Using the U.S. healthcare industry as an example, passage of the American Reinvestment and Recovery Act of 2009 (ARRA) and the Patient Affordable Care and Protection Act signals that the U.S. government’s vision is to move the majority of Americans towards the use of electronic health records (EHRs) within the next few years. Already, security is at the forefront of the conversation. Regulations developed by the Health and Human Services (HHS) Office for Civil Rights require healthcare providers and other entities covered by HIPAA (the Health Insurance Portability and Accountability Act) to promptly notify affected individuals of a breach. In addition, the HHS secretary and the media must also be notified in cases where a breach affects more than 500 individuals. Failure to comply with new regulations carries serious consequences for healthcare providers, including criminal sanctions, civil sanctions, and financial fines. The guidelines on violations include up to $1.5 million in penalties for breaches.
There are other regulations driving information protection and control in the U.S. Other compliance scenarios that organizations must consider include:
- The Health Insurance Portability and Accountability Act of 1996 requires that all patient healthcare information be protected when electronically stored, maintained, or transmitted to ensure privacy and confidentiality. It also mandates that each user be uniquely identified before being granted access to confidential information. It specifies that access to PHI be restricted to only those individuals who need access as part of their role.

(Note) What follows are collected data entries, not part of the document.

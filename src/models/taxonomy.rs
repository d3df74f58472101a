use serde::{Deserialize, Serialize};

#[derive(Debug, Clone, PartialEq, Eq, Serialize, Deserialize)]
pub struct Category {
    pub id: i32,
    pub name: String,
    pub slug: String,
}

#[derive(Debug, Clone, PartialEq, Eq, Serialize, Deserialize)]
pub struct Genre {
    pub id: i32,
    pub name: String,
    pub slug: String,
}

impl From<crate::entities::categories::Model> for Category {
    fn from(model: crate::entities::categories::Model) -> Self {
        Self {
            id: model.id,
            name: model.name,
            slug: model.slug,
        }
    }
}

impl From<crate::entities::genres::Model> for Genre {
    fn from(model: crate::entities::genres::Model) -> Self {
        Self {
            id: model.id,
            name: model.name,
            slug: model.slug,
        }
    }
}
//! Review browsing command handler

use crate::config::Config;
use crate::db::Store;
use crate::domain::display::{render_comment, render_review};

pub async fn cmd_review_show(config: &Config, id: i32) -> anyhow::Result<()> {
    let store = Store::new(&config.general.database_path).await?;
    let width = config.display.wrap_width;

    let Some(review) = store.get_review(id).await? else {
        println!("Review {id} not found.");
        return Ok(());
    };

    print!("{}", render_review(&review, width));

    let comments = store.list_comments(id).await?;
    if !comments.is_empty() {
        println!("Comments ({})", comments.len());
        println!("{:-<40}", "");
        for comment in &comments {
            print!("{}", render_comment(comment, width));
        }
    }

    Ok(())
}
pub mod prelude;

pub mod categories;
pub mod comments;
pub mod genre_titles;
pub mod genres;
pub mod reviews;
pub mod titles;
pub mod users;
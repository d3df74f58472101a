use axum::{
    extract::{Request, State},
    http::HeaderMap,
    middleware::Next,
    response::Response,
};
use std::sync::Arc;

use super::{ApiError, AppState};

/// Id of the authenticated caller, attached to the response so the request
/// span opened by `logging_middleware` can record it.
#[derive(Debug, Clone, Copy, PartialEq, Eq)]
pub struct AuthenticatedUser(pub i32);

// ============================================================================
// Middleware
// ============================================================================

/// Resolves the caller from an API key and stores the [`crate::models::user::User`]
/// in the request extensions. The key is read from:
/// 1. `X-Api-Key` header
/// 2. `Authorization: Bearer <api_key>` header
pub async fn auth_middleware(
    State(state): State<Arc<AppState>>,
    headers: HeaderMap,
    mut request: Request,
    next: Next,
) -> Result<Response, ApiError> {
    let Some(key) = extract_api_key(&headers) else {
        return Err(ApiError::Unauthorized("Missing API key".to_string()));
    };

    match state.store().verify_api_key(&key).await {
        Ok(Some(user)) => {
            let user_id = user.id;
            request.extensions_mut().insert(user);
            let mut response = next.run(request).await;
            response.extensions_mut().insert(AuthenticatedUser(user_id));
            Ok(response)
        }
        Ok(None) => {
            tracing::debug!("Rejected unknown API key");
            Err(ApiError::Unauthorized("Invalid API key".to_string()))
        }
        Err(e) => Err(ApiError::DatabaseError(e.to_string())),
    }
}

/// Extract API key from headers
fn extract_api_key(headers: &HeaderMap) -> Option<String> {
    // Check X-Api-Key header
    if let Some(api_key) = headers.get("X-Api-Key")
        && let Ok(key_str) = api_key.to_str()
    {
        return Some(key_str.to_string());
    }

    // Check Authorization: Bearer header
    if let Some(auth_header) = headers.get("Authorization")
        && let Ok(auth_str) = auth_header.to_str()
        && let Some(token) = auth_str.strip_prefix("Bearer ")
    {
        return Some(token.trim().to_string());
    }

    None
}
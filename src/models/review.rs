use serde::{Deserialize, Serialize};

#[derive(Debug, Clone, PartialEq, Eq, Serialize, Deserialize)]
pub struct Review {
    pub id: i32,
    pub title_id: i32,
    pub title_name: String,
    pub text: String,
    pub author_id: i32,
    pub author: String,
    pub score: i16,
    pub pub_date: String,
}

#[derive(Debug, Clone, PartialEq, Eq, Serialize, Deserialize)]
pub struct Comment {
    pub id: i32,
    pub review_id: i32,
    pub text: String,
    pub author_id: i32,
    pub author: String,
    pub pub_date: String,
}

- The Sarbanes-Oxley Act of 2002 (SOX) requires public companies to validate the accuracy and integrity of their financial management. SOX requires that businesses document and assess their internal controls and also control access to financial systems. Section 404 covers internal control activities during the creation of financial reports and identifies compliance risks that can be addressed by identity and access management (IAM) solutions.
- The Gramm-Leach-Bliley Act mandates privacy and the protection of customer records maintained by financial institutions. These include access controls on customer information systems, encryption of electronic customer information, procedures to ensure that system modifications do not affect security, and monitoring systems to detect actual attacks or intrusions.

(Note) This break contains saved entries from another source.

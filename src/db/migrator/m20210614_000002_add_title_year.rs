use sea_orm_migration::prelude::*;

#[derive(DeriveMigrationName)]
pub struct Migration;

const YEAR_INDEX: &str = "idx-titles-year";

#[async_trait::async_trait]
impl MigrationTrait for Migration {
    async fn up(&self, manager: &SchemaManager) -> Result<(), DbErr> {
        if !manager.has_column("titles", "year").await? {
            manager
                .alter_table(
                    Table::alter()
                        .table(Titles::Table)
                        .add_column(ColumnDef::new(Titles::Year).small_integer().null())
                        .to_owned(),
                )
                .await?;
        }

        manager
            .create_index(
                Index::create()
                    .name(YEAR_INDEX)
                    .table(Titles::Table)
                    .col(Titles::Year)
                    .if_not_exists()
                    .to_owned(),
            )
            .await
    }

    async fn down(&self, manager: &SchemaManager) -> Result<(), DbErr> {
        manager
            .drop_index(Index::drop().name(YEAR_INDEX).table(Titles::Table).to_owned())
            .await?;

        manager
            .alter_table(
                Table::alter()
                    .table(Titles::Table)
                    .drop_column(Titles::Year)
                    .to_owned(),
            )
            .await
    }
}

#[derive(DeriveIden)]
enum Titles {
    Table,
    Year,
}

- The Payment Card Industry (PCI) Data Security Standard contains 12 requirements grouped into six areas: build and maintain a secure network, protect cardholders, maintain a vulnerability management program, implement strong access control measures, monitor and test networks, and maintain an information security policy.
These U.S. examples are illustrative of the broader discussions occurring in many nations on security and privacy in our increasingly digital world. Having said that, companies must employ Governance, Risk and Compliance (GRC) capabilities to monitor and track the status of assets and processes that are covered under regulatory compliance programs. The GRC tools available today provide for a single dashboard view of compliance status for company-wide assets. In addition, service providers like Dell Services can jointly manage alerting and remediation responses to assets should they become non-compliant. The customer can log on to the dashboard at any time to see how they are measuring up.